Design, Synthesis, Biological Evaluation, and Molecular Docking Studies of Pleuromutilin Derivatives Containing Thiazole

In this study, we designed and synthesized a series of pleuromutilin derivatives containing thiazole. The in vitro antimicrobial efficacy of these synthesized compounds was examined by using four strains. Compared with tiamulin (MIC = 0.25 mu g/mL), compound 14 exhibited potency in inhibiting MRSA growth (MIC = 0.0625 mu g/mL) in these derivatives. Meanwhile, the time-killing kinetics further demonstrated that compound 14 could efficiently inhibit the MRSA growth.

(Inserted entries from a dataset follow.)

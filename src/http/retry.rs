//! Retry policy for upstream calls and HTTP error classification.

use std::time::Duration;

use reqwest::StatusCode;

/// Delay between retry attempts in milliseconds.
const RETRY_DELAY_MS: u64 = 1000;

/// How many times a transient upstream failure is retried.
///
/// The default is zero retries: every request reaches the upstream exactly once.
#[derive(Debug, Clone, Copy, PartialEq, Eq)]
pub struct RetryPolicy {
    pub max_retries: usize,
    pub delay: Duration,
}

impl RetryPolicy {
    pub fn new(max_retries: usize) -> Self {
        Self {
            max_retries,
            delay: Duration::from_millis(RETRY_DELAY_MS),
        }
    }

    /// Policy that never retries.
    pub fn none() -> Self {
        Self::new(0)
    }

    /// Total number of attempts, including the first one.
    pub fn attempts(&self) -> usize {
        self.max_retries + 1
    }
}

impl Default for RetryPolicy {
    fn default() -> Self {
        Self::none()
    }
}

/// Errors that should not be retried.
#[derive(Debug)]
pub enum NonRetryableError {
    /// Rate limit exceeded (HTTP 403 with rate limit message or 429)
    RateLimitExceeded(String),
    /// Authentication failed (HTTP 401)
    AuthenticationFailed(String),
    /// Resource not found (HTTP 404)
    NotFound(String),
    /// Forbidden access (HTTP 403 non-rate-limit)
    Forbidden(String),
    /// Other client errors that won't succeed on retry
    ClientError(String),
}

impl std::fmt::Display for NonRetryableError {
    fn fmt(&self, f: &mut std::fmt::Formatter<'_>) -> std::fmt::Result {
        match self {
            NonRetryableError::RateLimitExceeded(msg) => {
                write!(f, "Rate limit exceeded: {}. Set GITHUB_TOKEN to raise the limit.", msg)
            }
            NonRetryableError::AuthenticationFailed(msg) => {
                write!(f, "Authentication failed: {}. Check GITHUB_TOKEN.", msg)
            }
            NonRetryableError::NotFound(msg) => write!(f, "Not found: {}", msg),
            NonRetryableError::Forbidden(msg) => write!(f, "Access forbidden: {}", msg),
            NonRetryableError::ClientError(msg) => write!(f, "Request error: {}", msg),
        }
    }
}

impl std::error::Error for NonRetryableError {}

/// Classifies an error as retryable or non-retryable.
///
/// Returns `Ok(())` for transient failures (connection errors, timeouts, 5xx).
fn classify_error(error: &reqwest::Error) -> Result<(), NonRetryableError> {
    let Some(status) = error.status() else {
        return Ok(());
    };
    let url = error
        .url()
        .map(|u| u.to_string())
        .unwrap_or_else(|| "upstream".to_string());

    match status {
        StatusCode::UNAUTHORIZED => Err(NonRetryableError::AuthenticationFailed(url)),
        StatusCode::FORBIDDEN => {
            if error.to_string().contains("rate limit") {
                Err(NonRetryableError::RateLimitExceeded(url))
            } else {
                Err(NonRetryableError::Forbidden(url))
            }
        }
        StatusCode::TOO_MANY_REQUESTS => Err(NonRetryableError::RateLimitExceeded(url)),
        StatusCode::NOT_FOUND => Err(NonRetryableError::NotFound(url)),
        s if s.is_client_error() => Err(NonRetryableError::ClientError(format!(
            "HTTP {} from {}",
            s.as_u16(),
            url
        ))),
        _ => Ok(()),
    }
}

/// Maps an error from `error_for_status()` onto an `anyhow::Error`,
/// swapping in a [`NonRetryableError`] when retrying cannot help.
pub fn check_retryable(error: reqwest::Error) -> anyhow::Error {
    match classify_error(&error) {
        Ok(()) => anyhow::Error::from(error),
        Err(non_retryable) => anyhow::Error::from(non_retryable),
    }
}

After exposure at 4 x MIC, the postantibiotic effect (PAE) of compound 14 was 1.29 h. Additionally, in thigh-infected mice, compound 14 exhibited a more potent antibacterial efficacy (-1.78 +/- 0.28 log(10) CFU/g) in reducing MRSA load compared to tiamulin (-1.21 +/- 0.23 log(10) CFU/g). Moreover, the MTT assay on RAW 264.7 cells demonstrated that compound 14 (8 mu g/mL) had no significant cytotoxicity. Docking studies indicated the strong affinity of compound 14 toward the 50S ribosomal subunit, with a binding free energy of -9.63 kcal/mol. Taken together, it could be deduced that compound 14 was a promising candidate for treating MRSA infections.